Detto ciò e Coro escluso, sul quale va comunque fatta una debita distinzione fra le sezioni a tutto vantaggio per fibra e intonazione della maschile, si premia la prova di grande valore di tutti gli interpreti in squadra, a partire dalla dettagliatissima direzione musicale di Michele Mariotti su cui, di fatto, si è spostato il carico dell’intero impianto narrativo, drammaturgico e di stile. Che Mariotti sia cresciuto da buon pesarese qual è respirando praticamente da sempre l’aria salubre delle produzioni rossiniane migliori è cosa nota a tutti ma, nel caso specifico del Maometto II in versione napoletana, abbiamo avuto modo di apprezzarne ancora una volta di più la sapienza con cui il maestro entra in totale simbiosi con lo spirito e il linguaggio praticamente unico del compositore, scegliendo, staccando e sfaccettandone i tempi, chiarendone l’articolazione di numeri e forma. A ciò si aggiungano la cura estrema e costante degli attacchi ai musicisti in buca come ai cantanti in scena, la forza dei tremoli e il piglio delle strette, l’invenzione di colori e curvature dinamiche, il gioco di forchette nell’agogica oltre il saldo cimento tecnico per la restituzione di un mondo sonoro dalle angolature formali ed espressive molteplici. Per nulla facile quanto a controllo e sostegno in termini di scontorno ritmico, di alte temperature virtuosistiche, di colpi e connotazioni teatrali.
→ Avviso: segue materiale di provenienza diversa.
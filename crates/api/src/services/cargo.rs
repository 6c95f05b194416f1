//! Shipments and tracking.

use chrono::{DateTime, Utc};
use serde::Deserialize;
use tracing::instrument;

use emporium_core::{CargoId, CargoStatus, NotificationKind, OrderId, OrderStatus, UserId};

use crate::db::{RepositoryError, UnitOfWork, cargo, orders, users};
use crate::error::{AppError, Result, add_breadcrumb};
use crate::models::cargo::{CargoTracking, generate_tracking_number, order_status_for};
use crate::models::{Cargo, NewNotification, Order, TrackingEvent};
use crate::services::notification::notify_quietly;
use crate::services::order::{announce_status_change, invalid_transition};
use crate::state::AppState;

const MAX_CARRIER_CHARS: usize = 100;

/// Fresh tracking numbers tried before giving up on a clash.
const TRACKING_NUMBER_ATTEMPTS: usize = 5;

/// Body of `POST /api/admin/cargo`.
#[derive(Debug, Clone, Deserialize)]
pub struct CreateShipment {
    pub order_id: OrderId,
    pub carrier: String,
    pub estimated_delivery: Option<DateTime<Utc>>,
}

/// Body of `POST /api/admin/cargo/{id}/events`.
#[derive(Debug, Clone, Deserialize)]
pub struct NewTrackingEvent {
    pub status: CargoStatus,
    pub location: Option<String>,
    pub description: String,
}

fn validate_carrier(carrier: &str) -> Result<&str> {
    let carrier = carrier.trim();
    if carrier.is_empty() {
        return Err(AppError::validation("carrier is required"));
    }
    if carrier.chars().count() > MAX_CARRIER_CHARS {
        return Err(AppError::validation(format!(
            "carrier must be at most {MAX_CARRIER_CHARS} characters"
        )));
    }
    Ok(carrier)
}

fn invalid_cargo_transition(from: CargoStatus, to: CargoStatus) -> AppError {
    AppError::conflict(
        "INVALID_STATUS_TRANSITION",
        format!("cannot move a shipment from {from} to {to}"),
    )
}

fn shipment_exists() -> AppError {
    AppError::conflict("SHIPMENT_EXISTS", "this order already has a shipment")
}

pub struct CargoService<'a> {
    state: &'a AppState,
}

impl<'a> CargoService<'a> {
    #[must_use]
    pub const fn new(state: &'a AppState) -> Self {
        Self { state }
    }

    /// Ship a processing order.
    ///
    /// # Errors
    ///
    /// Returns `INVALID_STATUS_TRANSITION` unless the order is processing and
    /// `SHIPMENT_EXISTS` for a second shipment.
    #[instrument(skip(self, request), fields(order_id = %request.order_id))]
    pub async fn create_shipment(&self, request: &CreateShipment) -> Result<CargoTracking> {
        let carrier = validate_carrier(&request.carrier)?;

        let mut uow = UnitOfWork::begin(self.state.pool()).await?;
        let order = orders::lock(uow.conn(), request.order_id)
            .await?
            .ok_or_else(|| AppError::not_found("order not found"))?;
        if order.status != OrderStatus::Processing {
            return Err(invalid_transition(order.status, OrderStatus::Shipped));
        }
        if cargo::exists_for_order(uow.conn(), order.id).await? {
            return Err(shipment_exists());
        }

        let mut created = None;
        for _ in 0..TRACKING_NUMBER_ATTEMPTS {
            let tracking_number = generate_tracking_number(carrier, &mut rand::rng());
            created = cargo::create(
                uow.conn(),
                order.id,
                carrier,
                &tracking_number,
                request.estimated_delivery,
            )
            .await
            .map_err(|e| match e {
                RepositoryError::Conflict(_) => shipment_exists(),
                other => other.into(),
            })?;
            if created.is_some() {
                break;
            }
            tracing::debug!(%tracking_number, "Tracking number taken, regenerating");
        }
        let shipment = created.ok_or_else(|| {
            AppError::Internal("could not allocate a unique tracking number".to_string())
        })?;
        let tracking_number = shipment.tracking_number.clone();
        let event = cargo::add_event(
            uow.conn(),
            shipment.id,
            CargoStatus::Shipped,
            None,
            &format!("Handed over to {carrier}"),
        )
        .await?;
        let shipped = orders::set_status(uow.conn(), order.id, OrderStatus::Shipped).await?;
        uow.commit().await?;

        tracing::info!(cargo_id = %shipment.id, %tracking_number, "Shipment created");
        add_breadcrumb(
            "cargo",
            "Shipment created",
            Some(&[("tracking_number", tracking_number.as_str())]),
        );

        self.announce_event(&shipped, &shipment, &event).await;
        announce_status_change(self.state, &shipped, order.status).await;
        Ok(CargoTracking {
            cargo: shipment,
            events: vec![event],
        })
    }

    /// Append a tracking event, advancing the shipment.
    ///
    /// # Errors
    ///
    /// Returns `INVALID_STATUS_TRANSITION` for a move the shipment lifecycle
    /// forbids.
    #[instrument(skip(self, request), fields(status = %request.status))]
    pub async fn add_tracking_event(
        &self,
        cargo_id: CargoId,
        request: &NewTrackingEvent,
    ) -> Result<CargoTracking> {
        let description = request.description.trim();
        if description.is_empty() {
            return Err(AppError::validation("description is required"));
        }
        let location = request
            .location
            .as_deref()
            .map(str::trim)
            .filter(|l| !l.is_empty());

        let mut uow = UnitOfWork::begin(self.state.pool()).await?;
        let current = cargo::lock(uow.conn(), cargo_id)
            .await?
            .ok_or_else(|| AppError::not_found("shipment not found"))?;
        if !current.status.can_transition_to(request.status) {
            return Err(invalid_cargo_transition(current.status, request.status));
        }

        let updated = cargo::set_status(uow.conn(), cargo_id, request.status).await?;
        let event =
            cargo::add_event(uow.conn(), cargo_id, request.status, location, description).await?;

        let order = orders::lock(uow.conn(), updated.order_id)
            .await?
            .ok_or_else(|| AppError::not_found("order not found"))?;
        let mut moved = None;
        if let Some(next) = order_status_for(request.status)
            && order.status.can_transition_to(next)
        {
            moved = Some(orders::set_status(uow.conn(), order.id, next).await?);
        }
        let events = cargo::events(uow.conn(), cargo_id).await?;
        uow.commit().await?;

        tracing::info!(%cargo_id, from = %current.status, to = %request.status, "Tracking event added");
        self.announce_event(&order, &updated, &event).await;
        if let Some(moved) = &moved {
            announce_status_change(self.state, moved, order.status).await;
        }
        Ok(CargoTracking {
            cargo: updated,
            events,
        })
    }

    /// Public lookup by tracking number.
    ///
    /// # Errors
    ///
    /// Returns `AppError::NotFound` for an unknown tracking number.
    pub async fn track(&self, tracking_number: &str) -> Result<CargoTracking> {
        let pool = self.state.pool();
        let shipment = cargo::get_by_tracking_number(pool, tracking_number.trim())
            .await?
            .ok_or_else(|| AppError::not_found("shipment not found"))?;
        let events = cargo::events(pool, shipment.id).await?;
        Ok(CargoTracking {
            cargo: shipment,
            events,
        })
    }

    /// `owner` restricts the lookup to that user's orders; `None` for admins.
    ///
    /// # Errors
    ///
    /// Returns `AppError::NotFound` for an unknown or foreign order, or one
    /// that has not shipped.
    pub async fn get_for_order(&self, order_id: OrderId, owner: Option<UserId>) -> Result<CargoTracking> {
        let pool = self.state.pool();
        orders::get(pool, order_id)
            .await?
            .filter(|o| owner.is_none_or(|user_id| o.user_id == user_id))
            .ok_or_else(|| AppError::not_found("order not found"))?;
        let shipment = cargo::get_for_order(pool, order_id)
            .await?
            .ok_or_else(|| AppError::not_found("shipment not found"))?;
        let events = cargo::events(pool, shipment.id).await?;
        Ok(CargoTracking {
            cargo: shipment,
            events,
        })
    }

    /// Notify and email the order owner about a tracking event. Never fails.
    async fn announce_event(&self, order: &Order, shipment: &Cargo, event: &TrackingEvent) {
        let pool = self.state.pool();
        notify_quietly(
            pool,
            &NewNotification::new(
                order.user_id,
                NotificationKind::CargoUpdate,
                format!("Shipment {} {}", shipment.tracking_number, event.status),
                event.description.clone(),
            )
            .with_reference(order.id),
        )
        .await;

        match users::get_by_id(pool, order.user_id).await {
            Ok(Some(user)) => {
                if let Err(e) = self
                    .state
                    .email()
                    .send_shipment_update(pool, &user, &order.order_number, shipment, event)
                    .await
                {
                    tracing::warn!(cargo_id = %shipment.id, error = %e, "Failed to send shipment email");
                }
            }
            Ok(None) => {}
            Err(e) => tracing::warn!(order_id = %order.id, error = %e, "Failed to load order owner"),
        }
    }
}

#[cfg(test)]
mod tests {
    use super::*;

    #[test]
    fn test_validate_carrier() {
        assert_eq!(validate_carrier("  DHL ").ok(), Some("DHL"));
        assert!(validate_carrier("   ").is_err());
        assert!(validate_carrier(&"x".repeat(101)).is_err());
    }

    #[test]
    fn test_transition_errors_share_code() {
        let err = invalid_cargo_transition(CargoStatus::Delivered, CargoStatus::InTransit);
        assert_eq!(err.code(), "INVALID_STATUS_TRANSITION");
        assert_eq!(shipment_exists().code(), "SHIPMENT_EXISTS");
    }

    #[test]
    fn test_event_body_allows_missing_location() {
        let parsed: NewTrackingEvent = serde_json::from_value(serde_json::json!({
            "status": "in_transit",
            "description": "Departed hub",
        }))
        .unwrap_or_else(|e| panic!("{e}"));
        assert_eq!(parsed.status, CargoStatus::InTransit);
        assert_eq!(parsed.location, None);
    }
}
In assenza di Sinfonia d’apertura nell’edizione partenopea, è l’Introduzione declinata al maschile a immetterci in via diretta nella vicenda elaborata dal librettista napoletano Cesare Della Valle intorno ai poli del triplice scontro militare, religioso e di sentimenti fra veneziani da un lato (il provveditore della colonia di Negroponte Paolo Erisso, i generali Calbo e Condulmiero, la figlia Anna) e musulmani dall’altro (Maometto II e il confidente Selimo). In realtà nelle primissime battute la tensione è palpabile solo nel suo gesto, ma poi l’Orchestra della Fondazione in via crescente ne raccoglie il segno mettendo molto bene a fuoco i tanti dettagli in partitura fra colpi di cannone e slanci eroici, impennate dei singoli e contrappunti d’assieme, affreschi a lunga gittata come il peculiare Terzettone “Ohimè! Qual fulmine”, scene ad alta tensione, squarci e ombreggiature emotive. Compresa quella bellissima velatura in trasparenza, delicatamente beethoveniana, impressa al termine in abbinamento al motivo delle ceneri della moglie di Erisso e in reminiscenza nell’imminente ricongiungimento di Anna alla madre attraverso la morte. Molto bene i legni, brava l’arpa messa anche su in scena.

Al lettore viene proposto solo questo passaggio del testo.